On 24 August 2018, Police found out that a man, who was wanted for a serious assault committed in July, was intending to pick up a prescription in Upper Hutt. This man had a history of violent offending, including using a blood-filled syringe to assault Police.
Police set up cordons and approached the man as he came out of the pharmacy, telling him he was under arrest. The man fled from Police and ran into an underground carpark, where he became cornered. A struggle took place, during which the man fell to the ground with two officers holding his arms as they tried to place him in handcuffs.
A Police dog handler, who knew of the man's previous criminal history, arrived on the scene. He saw the man's hands were underneath him and was concerned the man would possibly use a weapon, such as a blood-infected needle, on the two officers. The dog handler instructed his dog to bite the man on the foot, and the officers handcuffed the man. Police then took the man to hospital to receive treatment for his seriously injured foot.

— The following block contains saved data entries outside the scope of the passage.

use serde::{Deserialize, Serialize};
use solana_sdk::pubkey::Pubkey;

use crate::category::Category;
use crate::error::TypeError;

const SECONDS_PER_DAY: i64 = 24 * 60 * 60;

/// Plain field bag for a campaign record.
///
/// Carries no invariants of its own. Convert into a [`Campaign`] with
/// [`Campaign::try_from_parts`] before encoding.
#[derive(Clone, Debug, PartialEq, Eq, Serialize, Deserialize)]
pub struct CampaignParts {
    pub creator: Pubkey,
    pub title: String,
    pub description: String,
    /// Target in lamports.
    pub goal_amount: u64,
    /// Lamports received so far. The ledger program, not this client, keeps
    /// this at or below `goal_amount`.
    pub amount_raised: u64,
    pub donors_count: u32,
    /// Unix seconds.
    pub created_at: i64,
    /// Unix seconds.
    pub deadline: i64,
    pub is_active: bool,
    pub category: Category,
    pub withdrawn: bool,
}

/// A validated campaign record.
///
/// Instances only exist when `deadline > created_at`, and the category is
/// always one of the eight known values. Fields are read through getters;
/// the record itself is never mutated locally since the authoritative copy
/// lives in a ledger account.
#[derive(Clone, Debug, PartialEq, Eq, Serialize, Deserialize)]
#[serde(try_from = "CampaignParts", into = "CampaignParts")]
pub struct Campaign {
    creator: Pubkey,
    title: String,
    description: String,
    goal_amount: u64,
    amount_raised: u64,
    donors_count: u32,
    created_at: i64,
    deadline: i64,
    is_active: bool,
    category: Category,
    withdrawn: bool,
}

impl Campaign {
    /// Validate parts and build a record.
    pub fn try_from_parts(parts: CampaignParts) -> Result<Self, TypeError> {
        if parts.deadline <= parts.created_at {
            return Err(TypeError::DeadlineNotAfterCreation {
                created_at: parts.created_at,
                deadline: parts.deadline,
            });
        }
        Ok(Self {
            creator: parts.creator,
            title: parts.title,
            description: parts.description,
            goal_amount: parts.goal_amount,
            amount_raised: parts.amount_raised,
            donors_count: parts.donors_count,
            created_at: parts.created_at,
            deadline: parts.deadline,
            is_active: parts.is_active,
            category: parts.category,
            withdrawn: parts.withdrawn,
        })
    }

    /// Take the record apart again.
    pub fn into_parts(self) -> CampaignParts {
        CampaignParts {
            creator: self.creator,
            title: self.title,
            description: self.description,
            goal_amount: self.goal_amount,
            amount_raised: self.amount_raised,
            donors_count: self.donors_count,
            created_at: self.created_at,
            deadline: self.deadline,
            is_active: self.is_active,
            category: self.category,
            withdrawn: self.withdrawn,
        }
    }

    pub fn creator(&self) -> &Pubkey {
        &self.creator
    }

    pub fn title(&self) -> &str {
        &self.title
    }

    pub fn description(&self) -> &str {
        &self.description
    }

    pub fn goal_amount(&self) -> u64 {
        self.goal_amount
    }

    pub fn amount_raised(&self) -> u64 {
        self.amount_raised
    }

    pub fn donors_count(&self) -> u32 {
        self.donors_count
    }

    pub fn created_at(&self) -> i64 {
        self.created_at
    }

    pub fn deadline(&self) -> i64 {
        self.deadline
    }

    pub fn is_active(&self) -> bool {
        self.is_active
    }

    pub fn category(&self) -> Category {
        self.category
    }

    pub fn withdrawn(&self) -> bool {
        self.withdrawn
    }

    /// Funding progress as a whole percentage, capped at 100.
    pub fn progress_percent(&self) -> u8 {
        if self.goal_amount == 0 {
            return 0;
        }
        let pct = u128::from(self.amount_raised) * 100 / u128::from(self.goal_amount);
        pct.min(100) as u8
    }

    pub fn is_goal_reached(&self) -> bool {
        self.amount_raised >= self.goal_amount
    }

    /// Returns `true` once `now` (unix seconds) is past the deadline.
    pub fn has_ended(&self, now: i64) -> bool {
        now > self.deadline
    }

    /// Whole days until the deadline, rounded up. Never negative.
    pub fn days_left(&self, now: i64) -> u64 {
        let remaining = self.deadline.saturating_sub(now);
        if remaining <= 0 {
            return 0;
        }
        remaining.div_euclid(SECONDS_PER_DAY) as u64
            + u64::from(remaining.rem_euclid(SECONDS_PER_DAY) != 0)
    }

    /// Whether a donation sent at `now` would be accepted by the program,
    /// as far as the record alone can tell.
    pub fn accepts_donations(&self, now: i64) -> bool {
        self.is_active && !self.withdrawn && !self.has_ended(now)
    }
}

impl TryFrom<CampaignParts> for Campaign {
    type Error = TypeError;

    fn try_from(parts: CampaignParts) -> Result<Self, Self::Error> {
        Self::try_from_parts(parts)
    }
}

impl From<Campaign> for CampaignParts {
    fn from(campaign: Campaign) -> Self {
        campaign.into_parts()
    }
}

/// Application input for a new campaign.
///
/// The counters, flags, and creation time are fixed by
/// [`CampaignDraft::into_campaign`], not chosen by the caller.
#[derive(Clone, Debug, PartialEq, Eq, Serialize, Deserialize)]
pub struct CampaignDraft {
    pub title: String,
    pub description: String,
    /// Target in lamports. Must be non-zero.
    pub goal_amount: u64,
    /// Unix seconds.
    pub deadline: i64,
    pub category: Category,
}

impl CampaignDraft {
    /// Build the initial record for `creator` with `created_at = now`.
    pub fn into_campaign(self, creator: Pubkey, now: i64) -> Result<Campaign, TypeError> {
        if self.goal_amount == 0 {
            return Err(TypeError::ZeroGoal);
        }
        Campaign::try_from_parts(CampaignParts {
            creator,
            title: self.title,
            description: self.description,
            goal_amount: self.goal_amount,
            amount_raised: 0,
            donors_count: 0,
            created_at: now,
            deadline: self.deadline,
            is_active: true,
            category: self.category,
            withdrawn: false,
        })
    }
}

"The dog handler's assessment of the circumstances led him to believe that the man was assaultive and posed a genuine threat of retrieving and using a weapon such as a knife or needle. In that case the use of his dog was an appropriate option, as significant force was required to immediately overpower the man and eliminate the risk of serious injury to the officers who were struggling with him in the course of arresting him" said Authority Chair, Judge Colin Doherty.
However, the Authority determined that the dog handler failed to give the man the required warning before using the dog.
The Authority also found that the first two officers used reasonable force when physically restraining the man, and that Police provided appropriate medical assistance.